Editor’s note: This story led off this week’s Higher Education newsletter, which is delivered free to subscribers’ inboxes every Thursday with trends and top stories about education innovation. Subscribe today!

The Department of Education revealed last week a new plan for relieving some students of their federal debt, but the proposed regulations could actually leave students with a huge bill.

These proposed rules are a rewrite of the 2016 borrower-defense rules enacted under Barack Obama. They allow borrowers to have their federal loans forgiven if their schools have closed or engaged in misconduct, such as providing lackluster academics or little-to-no career preparation. Thousands of students from Corinthian Colleges, a now closed for-profit school, used the 2016 rules to get debt relief.

Many higher education experts say the proposed rules, unlike those used under Obama’s administration, put the burden of guilt on borrowers for not making a wise decision about their education instead of on schools that use students primarily to make money.

The new regulations call for several changes to the process for getting federal loans discharged.

Here are a few: There will be one, federal process for determining debt forgiveness instead of a state-by-state process. Students who leave an institution before it closed down would be eligible for 180 days, instead of the current rule’s 120 days, to have their loans discharged. Those who claim their institutions wronged them would no longer automatically have their loans discharged if their school closed and they did not re-enroll within three years of the closure. A borrower who is unsuccessful at getting federal loans discharged because of an institution’s misconduct will no longer be able to appeal.

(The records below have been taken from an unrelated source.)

use chrono::{DateTime, Utc};
use serde::{Deserialize, Serialize};
use serde_json::{Map, Value};
use sqlx::FromRow;
use std::collections::BTreeMap;
use uuid::Uuid;
use validator::Validate;

/// Permission names granted to a team member.
///
/// The key set is open. A permission is held only when its value is
/// exactly JSON `true`; absent keys and any other value mean "not held".
#[derive(Debug, Clone, Default, PartialEq, Serialize, Deserialize)]
#[serde(transparent)]
pub struct PermissionMap(Map<String, Value>);

impl PermissionMap {
    pub fn new() -> Self {
        Self::default()
    }

    pub fn allows(&self, permission: &str) -> bool {
        matches!(self.0.get(permission), Some(Value::Bool(true)))
    }

    /// Names from `required` that are not held.
    pub fn missing<'a>(&self, required: &[&'a str]) -> Vec<&'a str> {
        required
            .iter()
            .copied()
            .filter(|name| !self.allows(name))
            .collect()
    }

    pub fn is_empty(&self) -> bool {
        self.0.is_empty()
    }

    pub fn grant(mut self, permission: &str, value: bool) -> Self {
        self.0.insert(permission.to_string(), Value::Bool(value));
        self
    }

    pub fn into_value(self) -> Value {
        Value::Object(self.0)
    }
}

/// Anything that is not a JSON object holds no permissions.
impl From<Value> for PermissionMap {
    fn from(value: Value) -> Self {
        match value {
            Value::Object(map) => Self(map),
            _ => Self::default(),
        }
    }
}

impl From<Option<Value>> for PermissionMap {
    fn from(value: Option<Value>) -> Self {
        value.map(Self::from).unwrap_or_default()
    }
}

impl From<BTreeMap<String, bool>> for PermissionMap {
    fn from(map: BTreeMap<String, bool>) -> Self {
        Self(map.into_iter().map(|(k, v)| (k, Value::Bool(v))).collect())
    }
}

/// Row in `team_members`.
#[derive(Debug, Clone, FromRow, Serialize)]
pub struct TeamMember {
    pub id: Uuid,
    pub company_id: Uuid,
    pub user_id: Uuid,
    pub role: String,
    pub department: Option<String>,
    pub permissions: Value,
    pub is_active: bool,
    pub created_at: DateTime<Utc>,
    pub updated_at: DateTime<Utc>,
}

/// Active member joined with the user's name and email.
#[derive(Debug, Clone, FromRow, Serialize)]
pub struct TeamMemberWithUser {
    #[sqlx(flatten)]
    #[serde(flatten)]
    pub member: TeamMember,
    pub full_name: String,
    pub email: String,
}

/// The slice of a membership row needed for an access decision.
#[derive(Debug, Clone, FromRow)]
pub struct Membership {
    pub role: String,
    pub permissions: Option<Value>,
    pub is_active: bool,
}

#[derive(Debug, Clone, Deserialize, Validate)]
pub struct NewTeamMember {
    pub user_id: Uuid,
    #[validate(length(min = 2, max = 100, message = "role must be 2 to 100 characters"))]
    pub role: String,
    #[validate(length(max = 100))]
    pub department: Option<String>,
    #[serde(default)]
    pub permissions: BTreeMap<String, bool>,
}

#[derive(Debug, Clone, Default, Deserialize, Validate)]
pub struct TeamMemberChanges {
    #[validate(length(min = 2, max = 100, message = "role must be 2 to 100 characters"))]
    pub role: Option<String>,
    #[validate(length(max = 100))]
    pub department: Option<String>,
    pub permissions: Option<BTreeMap<String, bool>>,
}

impl TeamMemberChanges {
    pub fn is_empty(&self) -> bool {
        self.role.is_none() && self.department.is_none() && self.permissions.is_none()
    }
}

#[cfg(test)]
mod tests {
    use super::*;
    use serde_json::json;

    #[test]
    fn only_literal_true_grants() {
        let perms = PermissionMap::from(json!({
            "manage_jobs": true,
            "manage_team": false,
            "view_dashboard": "true",
            "manage_candidates": 1,
            "view_candidates": null
        }));

        assert!(perms.allows("manage_jobs"));
        assert!(!perms.allows("manage_team"));
        assert!(!perms.allows("view_dashboard"));
        assert!(!perms.allows("manage_candidates"));
        assert!(!perms.allows("view_candidates"));
        assert!(!perms.allows("manage_company"));
    }

    #[test]
    fn non_object_holds_nothing() {
        assert_eq!(PermissionMap::from(json!([true])), PermissionMap::new());
        assert_eq!(PermissionMap::from(None), PermissionMap::new());
    }

    #[test]
    fn missing_reports_unheld_names_in_order() {
        let perms = PermissionMap::new().grant("a", true).grant("b", false);
        assert!(perms.missing(&["a"]).is_empty());
        assert_eq!(perms.missing(&["b", "a", "c"]), vec!["b", "c"]);
        assert!(perms.missing(&[]).is_empty());
    }

    #[test]
    fn request_permissions_must_be_booleans() {
        let ok: NewTeamMember = serde_json::from_value(json!({
            "user_id": Uuid::new_v4(),
            "role": "Recruiter",
            "permissions": {"manage_jobs": true, "manage_team": false}
        }))
        .unwrap();
        let perms = PermissionMap::from(ok.permissions);
        assert!(perms.allows("manage_jobs"));
        assert!(!perms.allows("manage_team"));

        let bad = serde_json::from_value::<NewTeamMember>(json!({
            "user_id": Uuid::new_v4(),
            "role": "Recruiter",
            "permissions": {"manage_jobs": "yes"}
        }));
        assert!(bad.is_err());
    }

    #[test]
    fn serializes_as_plain_object() {
        let perms = PermissionMap::new().grant("manage_jobs", true);
        assert_eq!(
            serde_json::to_value(&perms).unwrap(),
            json!({"manage_jobs": true})
        );
    }
}
fn push_company_filters(query: &mut QueryBuilder<'_, Postgres>, filter: &CompanyFilter) {
    if let Some(city) = filter.city.as_deref().filter(|c| !c.is_empty()) {
        query.push(" AND city ILIKE ").push_bind(contains_pattern(city));
    }
    if let Some(org_type) = filter.organization_type.as_deref().filter(|t| !t.is_empty()) {
        query.push(" AND organization_type = ").push_bind(org_type.to_string());
    }
    if let Some(company_type) = filter.company_type.as_deref().filter(|t| !t.is_empty()) {
        query.push(" AND company_type = ").push_bind(company_type.to_string());
    }
    if let Some(team_size) = filter.team_size.as_deref().filter(|t| !t.is_empty()) {
        query.push(" AND team_size = ").push_bind(team_size.to_string());
    }
}

fn push_job_filters(query: &mut QueryBuilder<'_, Postgres>, filter: &JobFilter) {
    if let Some(status) = filter.status {
        query.push(" AND j.status = ").push_bind(status.as_str());
    }
    if let Some(job_type) = filter.job_type {
        query.push(" AND j.type = ").push_bind(job_type.as_str());
    }
}

#[async_trait]
impl AccessStore for Database {
    #[instrument(skip(self))]
    async fn company_owned_by(
        &self,
        company_id: Uuid,
        user_id: Uuid,
    ) -> Result<bool, anyhow::Error> {
        let _timer = QueryTimer::start("company_owned_by");
        sqlx::query_scalar::<_, bool>(
            "SELECT EXISTS(SELECT 1 FROM company_profiles WHERE id = $1 AND owner_id = $2)",
        )
        .bind(company_id)
        .bind(user_id)
        .fetch_one(&self.pool)
        .await
        .map_err(anyhow::Error::new)
    }

    #[instrument(skip(self))]
    async fn find_membership(
        &self,
        company_id: Uuid,
        user_id: Uuid,
    ) -> Result<Option<Membership>, anyhow::Error> {
        let _timer = QueryTimer::start("find_membership");
        sqlx::query_as::<_, Membership>(
            "SELECT role, permissions, is_active FROM team_members WHERE company_id = $1 AND user_id = $2",
        )
        .bind(company_id)
        .bind(user_id)
        .fetch_optional(&self.pool)
        .await
        .map_err(anyhow::Error::new)
    }
}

The Institute for College Access and Success outlines other differences between the proposed regulations and the 2016 rules.

The department says that these rules will hold institutions accountable as well as push students to make wise decisions about their education.

Related: OPINION: We must increase our efforts to protect students from predatory colleges

An overview of the proposed regulations from the department states: “The Department’s goal is to enable students to make informed decisions prior to college enrollment, rather than to rely on financial remedies after the fact when lost time cannot be recouped and new educational opportunities may be sparse. Postsecondary students are adults who can be reasonably expected to make informed decisions if they have access to relevant and reliable data about program outcomes.” One goal of the regulations, it says, is to “better protect the interests of taxpayers.”

But protecting taxpayers could be costly for students, many of whom also pay taxes.

“The Department estimates that the new rule will reduce the amount of loan forgiveness for borrowers by $13 billion,” according to the Institute for College Access and Success.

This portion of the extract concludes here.